Guidance counselors, teachers and principals may be limited to giving
only career and educational advice to students under the latest version
of a bill that deals with discussion of homosexuality in schools.
A measure in the works in the Tennessee legislature would bar school personnel from advising students on "mental health" issues, 'lifestyle' choices or other conditions or activities outside
career and educational counseling" unless they have been licensed as a
clinical psychologist or psychiatrist.
The legislation, which could come up for discussion today, has been filed as an amendment to the Classroom Protection Act, which itself updates the so-called "Don't Say Gay" bill that has tied the legislature in knots the past several years.
Sponsors say it would ensure that guidance counselors stick to their roles.
"School
counselors in general are licensed, hired and paid to be counseling on
academic and career education," said state Rep. John Ragan, R-Oak Ridge.
"We do not pay them nor license them to counsel on anything else."
The
amendment already is drawing fire from critics of the "Don't Say Gay"
bill and the Classroom Protection Act. They say the amendment would
discourage students from discussing their problems with those they
trust.
"Kids come to school personnel all the time with all kinds
of problems," said Chris Sanders, president and chairman of the
Tennessee Equality Project, a gay rights group. "What it does to kids is
it leaves them in limbo."
Lawmakers first debated legislation
that came to be known as the "Don't Say Gay" bill in 2009, when
then-state Rep. Stacey Campfield, R-Knoxville, filed a measure
prohibiting discussions of homosexuality before high school. The measure
has failed repeatedly.
Now a senator, Campfield added a provision to this year's version, Senate Bill 234, requiring school counselors to inform parents if a student discusses his or her sexual orientation.
The
amendment would jettison that approach. Teachers, counselors and
principals instead would be asked to give students a referral for
psychiatric care if they bring up mental health or lifestyle issues.

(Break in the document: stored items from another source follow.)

use super::logging::init_logging;
use super::render::{
    print_messages, render_json, render_product_detail, render_product_grid, RenderOptions,
};
use super::setup::{Cli, Commands, OutputFormat};
use anyhow::{Context, Result};
use catalogapp::catalog::ProductFilter;
use catalogapp::config::CatalogConfig;
use catalogapp::form::ProductForm;
use catalogapp::init::{load_settings, start_with, CatalogContext, CatalogPaths, InitOptions};
use catalogapp::model::{Field, ProductId};
use catalogapp::outcome::{CmdMessage, CmdResult};
use clap::Parser;
use std::path::PathBuf;
use std::process::ExitCode;
use tracing::debug;

/// Text values for the form, as they came from the command line.
#[derive(Debug, Default)]
struct FieldInput {
    name: Option<String>,
    price: Option<String>,
    description: Option<String>,
    category: Option<String>,
    image: Option<PathBuf>,
    clear_image: bool,
}

pub async fn run() -> Result<ExitCode> {
    let cli = Cli::parse();

    let options = InitOptions {
        data_dir: cli.data_dir.clone(),
        config_file: cli.config.clone(),
    };
    let (config, paths) = load_settings(&options)?;
    init_logging(&config.log_level, cli.verbose);

    // `config` never needs the store.
    if let Some(Commands::Config) = cli.command {
        return Ok(handle_config(&config, &paths));
    }

    let mut ctx = start_with(config, paths).await;
    debug!(command = ?cli.command, "Dispatching");

    match cli.command {
        Some(Commands::List {
            category,
            search,
            output,
        }) => handle_list(&ctx, ProductFilter { category, search }, output),
        None => handle_list(&ctx, ProductFilter::default(), OutputFormat::Text),
        Some(Commands::Add {
            name,
            price,
            description,
            category,
            image,
        }) => {
            let input = FieldInput {
                name: Some(name),
                price: Some(price),
                description: Some(description),
                category: Some(category),
                image: Some(image),
                clear_image: false,
            };
            handle_add(&mut ctx, input).await
        }
        Some(Commands::Edit {
            id,
            name,
            price,
            description,
            category,
            image,
            clear_image,
        }) => {
            let input = FieldInput {
                name,
                price,
                description,
                category,
                image,
                clear_image,
            };
            handle_edit(&mut ctx, id, input).await
        }
        Some(Commands::Delete { ids }) => handle_delete(&mut ctx, &ids).await,
        Some(Commands::Show { id, output }) => handle_show(&ctx, id, output),
        Some(Commands::Init) => Ok(handle_init(&ctx)),
        Some(Commands::Config) => Ok(handle_config(&ctx.config, &ctx.paths)),
    }
}

fn handle_list(
    ctx: &CatalogContext,
    filter: ProductFilter,
    output: OutputFormat,
) -> Result<ExitCode> {
    if !ctx.catalog.is_ready() {
        return Ok(not_ready(&ctx.paths));
    }

    let products = ctx.catalog.filtered(&filter);
    match output {
        OutputFormat::Json => print!("{}", render_json(&products)?),
        OutputFormat::Text => print!(
            "{}",
            render_product_grid(&products, RenderOptions::detect())
        ),
    }
    Ok(ExitCode::SUCCESS)
}

fn handle_show(ctx: &CatalogContext, id: ProductId, output: OutputFormat) -> Result<ExitCode> {
    if !ctx.catalog.is_ready() {
        return Ok(not_ready(&ctx.paths));
    }

    let Some(product) = ctx.catalog.get(id) else {
        return Ok(finish(&CmdResult::default().with_message(CmdMessage::error(
            format!("Product not found: #{}", id),
        ))));
    };
    match output {
        OutputFormat::Json => print!("{}", render_json(product)?),
        OutputFormat::Text => print!(
            "{}",
            render_product_detail(product, RenderOptions::detect())
        ),
    }
    Ok(ExitCode::SUCCESS)
}

async fn handle_add(ctx: &mut CatalogContext, input: FieldInput) -> Result<ExitCode> {
    let max_image_bytes = ctx.config.max_image_bytes;
    let form = ctx.catalog.open_create();
    fill_form(form, input, max_image_bytes).await?;

    let missing = form.missing_fields();
    if !missing.is_empty() {
        ctx.catalog.close();
        return Ok(finish(&missing_fields_result(&missing)));
    }

    Ok(finish(&ctx.catalog.submit().await))
}

async fn handle_edit(
    ctx: &mut CatalogContext,
    id: ProductId,
    input: FieldInput,
) -> Result<ExitCode> {
    if !ctx.catalog.is_ready() {
        return Ok(not_ready(&ctx.paths));
    }

    let max_image_bytes = ctx.config.max_image_bytes;
    let Some(form) = ctx.catalog.open_edit(id) else {
        return Ok(finish(&CmdResult::default().with_message(CmdMessage::error(
            format!("Product not found: #{}", id),
        ))));
    };
    fill_form(form, input, max_image_bytes).await?;

    // An edited product may keep (or drop) its image; the text fields stay required.
    let missing: Vec<Field> = form
        .missing_fields()
        .into_iter()
        .filter(|f| *f != Field::Image)
        .collect();
    if !missing.is_empty() {
        ctx.catalog.close();
        return Ok(finish(&missing_fields_result(&missing)));
    }

    Ok(finish(&ctx.catalog.submit().await))
}

async fn handle_delete(ctx: &mut CatalogContext, ids: &[ProductId]) -> Result<ExitCode> {
    let mut result = CmdResult::default();
    for &id in ids {
        let outcome = ctx.catalog.delete(id).await;
        result.messages.extend(outcome.messages);
        result.affected_products.extend(outcome.affected_products);
    }
    Ok(finish(&result))
}

fn handle_init(ctx: &CatalogContext) -> ExitCode {
    if !ctx.catalog.is_ready() {
        return not_ready(&ctx.paths);
    }
    let count = ctx.catalog.products().len();
    finish(&CmdResult::default().with_message(CmdMessage::success(format!(
        "Database ready at {} ({} product{})",
        ctx.paths.database_file.display(),
        count,
        if count == 1 { "" } else { "s" }
    ))))
}

fn handle_config(config: &CatalogConfig, paths: &CatalogPaths) -> ExitCode {
    for (key, value) in config.list_all() {
        println!("{} = {}", key, value);
    }
    println!();
    println!("data directory: {}", paths.data_dir.display());
    println!("database file:  {}", paths.database_file.display());
    match &paths.config_file {
        Some(file) if file.exists() => println!("config file:    {}", file.display()),
        Some(file) => println!("config file:    {} (not present)", file.display()),
        None => println!("config file:    (none)"),
    }
    ExitCode::SUCCESS
}

/// Copy flag values into the form. An image path starts a read whose result is applied
/// only if the form has not moved on to another image in the meantime.
async fn fill_form(
    form: &mut ProductForm,
    input: FieldInput,
    max_image_bytes: u64,
) -> Result<()> {
    if let Some(name) = input.name {
        form.set_name(&name);
    }
    if let Some(price) = input.price {
        form.set_price(&price);
    }
    if let Some(description) = input.description {
        form.set_description(&description);
    }
    if let Some(category) = input.category {
        form.set_category(&category);
    }
    if input.clear_image {
        form.clear_image();
    }
    if let Some(path) = input.image {
        let pending = form.begin_image_read(path);
        let loaded = pending
            .load(max_image_bytes)
            .await
            .context("Could not read image")?;
        if !form.apply_image(loaded) {
            debug!("Discarded stale image read");
        }
    }
    Ok(())
}

fn missing_fields_result(missing: &[Field]) -> CmdResult {
    let names: Vec<&str> = missing.iter().map(|f| f.as_str()).collect();
    CmdResult::default().with_message(CmdMessage::error(format!(
        "Missing required fields: {}",
        names.join(", ")
    )))
}

fn not_ready(paths: &CatalogPaths) -> ExitCode {
    finish(&CmdResult::default().with_message(CmdMessage::error(format!(
        "Product store is not available ({}); run with -v for details",
        paths.database_file.display()
    ))))
}

/// Print messages; any error-level message makes the command fail.
fn finish(result: &CmdResult) -> ExitCode {
    print_messages(&result.messages);
    if result.has_errors() {
        ExitCode::FAILURE
    } else {
        ExitCode::SUCCESS
    }
}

School districts would also have to train educators on how to handle
such questions.
Ragan said his amendment would not prohibit
conversations with students entirely. They would just assume all the
legal risk if they did so.
"There's nothing in the bill - nor could there be anything in the bill - that abridges First Amendment rights," he said.
The
bill was on the agenda to be heard in the House Education
subcommittee on Tuesday. Companion legislation is yet to be heard in the Senate.